Tsao can relate to the experience of being a newcomer in the U.S. “I was an immigrant myself, and I went through the journey of coming here,” he said. “I understand how difficult things are for these people, and we’re doing everything we can to not only feed the Afghan refugees, but also provide employment to as many of them as possible.”
Rosenfeld added, “When someone is violently displaced from their home, having familiar food can help reduce stress and provide a sense of continuity. Eating cultural comfort food is one of the most evocative and emotional experiences a person can have. Something as simple as enjoying the grain of rice you’re used to eating back at home can boost your spirits.”
Because Afghans generally eat only halal cuisine, RiceVan made sure General Tsao’s House set up a separate prep station. The restaurant sources halal meats that adhere to zabiha slaughter guidelines. Tsao and Rosenfeld also identified a New York-based importer that carries long-grained “super sella” basmati rice — the preferred grain in Afghan cuisine. RiceVan is working directly with the two major refugee resettlement agencies in Philadelphia: Nationalities Service Center (NSC); and HIAS Pennsylvania. Funds from resettlement grants help pay for the food.

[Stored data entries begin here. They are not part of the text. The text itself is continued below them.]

//! Integration tests for the Campus View Web API.
//!
//! These tests require the `web` feature to be enabled:
//! ```bash
//! cargo test --features web web_api
//! ```

#![cfg(feature = "web")]

use std::sync::{Arc, Mutex};
use std::time::Duration;

use axum::{
    body::Body,
    http::{Request, StatusCode},
};
use http_body_util::BodyExt;
use serde_json::{json, Value};
use tempfile::TempDir;
use tower::ServiceExt;

use campus_view::constants::DEFAULT_TICKER_LINES;
use campus_view::models::ContactSubmission;
use campus_view::services::{
    encode_data_url, ContentEditorSession, FormSink, PersistentStore, UploadPolicy,
};
use campus_view::web::{create_router, AppState};

mod fixtures;
use fixtures::*;

/// Form sink that keeps submissions in memory.
#[derive(Default)]
struct CollectingForms {
    received: Mutex<Vec<ContactSubmission>>,
    refuse: bool,
}

impl FormSink for CollectingForms {
    fn submit(&self, form: &ContactSubmission) -> Result<(), String> {
        if self.refuse {
            return Err("form endpoint returned 500".to_string());
        }
        self.received.lock().unwrap().push(form.clone());
        Ok(())
    }
}

struct TestServer {
    state: AppState,
    forms: Arc<CollectingForms>,
    _temp_dir: TempDir,
}

/// Creates a test AppState over a temporary storage directory.
fn create_test_server() -> TestServer {
    create_test_server_with(UploadPolicy::default(), CollectingForms::default())
}

fn create_test_server_with(uploads: UploadPolicy, forms: CollectingForms) -> TestServer {
    let temp_dir = TempDir::new().expect("Failed to create temp dir");
    let config = test_config(temp_dir.path());
    let session = ContentEditorSession::mount(
        PersistentStore::in_dir(temp_dir.path().join("storage"), 0),
        uploads,
        Duration::from_secs(2),
    );
    let forms = Arc::new(forms);
    let state = AppState::with_parts(config, session, forms.clone());

    TestServer {
        state,
        forms,
        _temp_dir: temp_dir,
    }
}

async fn send(state: &AppState, request: Request<Body>) -> (StatusCode, Value) {
    let response = create_router(state.clone()).oneshot(request).await.unwrap();
    let status = response.status();
    let body = response.into_body().collect().await.unwrap().to_bytes();
    let value = if body.is_empty() {
        Value::Null
    } else {
        serde_json::from_slice(&body).unwrap()
    };
    (status, value)
}

fn get(uri: &str) -> Request<Body> {
    Request::builder().uri(uri).body(Body::empty()).unwrap()
}

fn json_request(method: &str, uri: &str, body: &Value) -> Request<Body> {
    Request::builder()
        .method(method)
        .uri(uri)
        .header("content-type", "application/json")
        .body(Body::from(body.to_string()))
        .unwrap()
}

// ============================================================================
// Health and content
// ============================================================================

#[tokio::test]
async fn test_health_check() {
    let server = create_test_server();
    let (status, body) = send(&server.state, get("/health")).await;

    assert_eq!(status, StatusCode::OK);
    assert_eq!(body["status"], "healthy");
    assert!(body["version"].is_string());
}

#[tokio::test]
async fn test_get_content_defaults() {
    let server = create_test_server();
    let (status, body) = send(&server.state, get("/api/content")).await;

    assert_eq!(status, StatusCode::OK);
    assert_eq!(body["tickerLines"], json!(DEFAULT_TICKER_LINES));
    assert_eq!(body["bannerImages"].as_array().unwrap().len(), 2);
    assert_eq!(body["state"], "clean");
    assert!(body.get("lastSaved").is_none());
}

#[tokio::test]
async fn test_put_ticker_saves() {
    let server = create_test_server();
    let update = json!({ "tickerLines": ["Exams start Monday", "Bus routes updated"] });

    let (status, body) = send(&server.state, json_request("PUT", "/api/ticker", &update)).await;
    assert_eq!(status, StatusCode::OK);
    assert!(body["savedAt"].is_string());

    let (_, content) = send(&server.state, get("/api/content")).await;
    assert_eq!(content["tickerLines"], update["tickerLines"]);
    assert!(content["lastSaved"].is_string());
}

#[tokio::test]
async fn test_put_banners_accepts_urls_and_inline_images() {
    let server = create_test_server();
    let inline = encode_data_url("image/png", &png_bytes(32));
    let update = json!({ "bannerImages": ["/images/open-day.png", inline] });

    let (status, _) = send(&server.state, json_request("PUT", "/api/banners", &update)).await;
    assert_eq!(status, StatusCode::OK);

    let (_, content) = send(&server.state, get("/api/content")).await;
    assert_eq!(content["bannerImages"], update["bannerImages"]);
}

#[tokio::test]
async fn test_put_banners_rejects_oversized_inline_image() {
    let server = create_test_server_with(UploadPolicy::new(16), CollectingForms::default());
    let update = json!({ "bannerImages": [encode_data_url("image/png", &png_bytes(17))] });

    let (status, body) = send(&server.state, json_request("PUT", "/api/banners", &update)).await;
    assert_eq!(status, StatusCode::PAYLOAD_TOO_LARGE);
    assert!(body["error"].as_str().unwrap().contains("maximum limit"));

    let (_, content) = send(&server.state, get("/api/content")).await;
    assert_eq!(content["bannerImages"].as_array().unwrap().len(), 2);
}

#[tokio::test]
async fn test_put_banners_rejects_non_image_inline_data() {
    let server = create_test_server();
    let update = json!({ "bannerImages": [encode_data_url("text/html", b"<p>hi</p>")] });

    let (status, _) = send(&server.state, json_request("PUT", "/api/banners", &update)).await;
    assert_eq!(status, StatusCode::UNSUPPORTED_MEDIA_TYPE);
}

#[tokio::test]
async fn test_reset_requires_confirmation() {
    let server = create_test_server();
    let update = json!({ "tickerLines": ["Temporary"] });
    send(&server.state, json_request("PUT", "/api/ticker", &update)).await;

    let request = Request::builder()
        .method("DELETE")
        .uri("/api/content")
        .body(Body::empty())
        .unwrap();
    let (status, _) = send(&server.state, request).await;
    assert_eq!(status, StatusCode::BAD_REQUEST);

    let request = Request::builder()
        .method("DELETE")
        .uri("/api/content?confirm=true")
        .body(Body::empty())
        .unwrap();
    let (status, body) = send(&server.state, request).await;
    assert_eq!(status, StatusCode::OK);
    assert_eq!(body["tickerLines"], json!(DEFAULT_TICKER_LINES));
}

// ============================================================================
// Contact form
// ============================================================================

#[tokio::test]
async fn test_contact_submission_delivered() {
    let server = create_test_server();
    let form = json!({
        "name": "Asha",
        "phone": "",
        "email": "asha@example.com",
        "message": "When do admissions close?"
    });

    let (status, _) = send(&server.state, json_request("POST", "/api/contact", &form)).await;
    assert_eq!(status, StatusCode::NO_CONTENT);

    let received = server.forms.received.lock().unwrap();
    assert_eq!(received.len(), 1);
    assert_eq!(received[0].email, "asha@example.com");
}

#[tokio::test]
async fn test_contact_missing_fields() {
    let server = create_test_server();
    let form = json!({ "name": "  ", "message": "Hello" });

    let (status, body) = send(&server.state, json_request("POST", "/api/contact", &form)).await;
    assert_eq!(status, StatusCode::BAD_REQUEST);
    assert_eq!(body["details"], "Name is required; Email is required");
    assert!(server.forms.received.lock().unwrap().is_empty());
}

#[tokio::test]
async fn test_contact_delivery_failure() {
    let server = create_test_server_with(
        UploadPolicy::default(),
        CollectingForms {
            refuse: true,
            ..CollectingForms::default()
        },
    );
    let form = json!({ "name": "Ravi", "email": "ravi@example.com", "message": "Hi" });

    let (status, body) = send(&server.state, json_request("POST", "/api/contact", &form)).await;
    assert_eq!(status, StatusCode::BAD_GATEWAY);
    assert!(body["error"].as_str().unwrap().starts_with("Failed to send message"));
}

// ============================================================================
// Theme
// ============================================================================

#[tokio::test]
async fn test_theme_endpoint() {
    let server = create_test_server();

    let (status, body) = send(&server.state, get("/api/theme")).await;
    assert_eq!(status, StatusCode::OK);
    assert_eq!(body["theme"], "dark");

    let (_, body) = send(&server.state, get("/api/theme?visible=about-us,gallery")).await;
    assert_eq!(body["theme"], "light");
    assert_eq!(body["visible"], json!(["about-us", "gallery"]));

    let (_, body) = send(&server.state, get("/api/theme?visible=about-us,testimonials")).await;
    assert_eq!(body["theme"], "dark");

    let (status, _) = send(&server.state, get("/api/theme?visible=library")).await;
    assert_eq!(status, StatusCode::BAD_REQUEST);
}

RiceVan has established a Refugee Relief Fund. According to UN and aid organization projections, hunger will kill more people in Afghanistan than war this winter. Meanwhile, Afghan refugees in the U.S. need access to culturally appropriate food and jobs. A portion of donations will provide emergency food to Afghans suffering from famine in Afghanistan. Another portion will be used to provide free food to Afghans in their new American communities.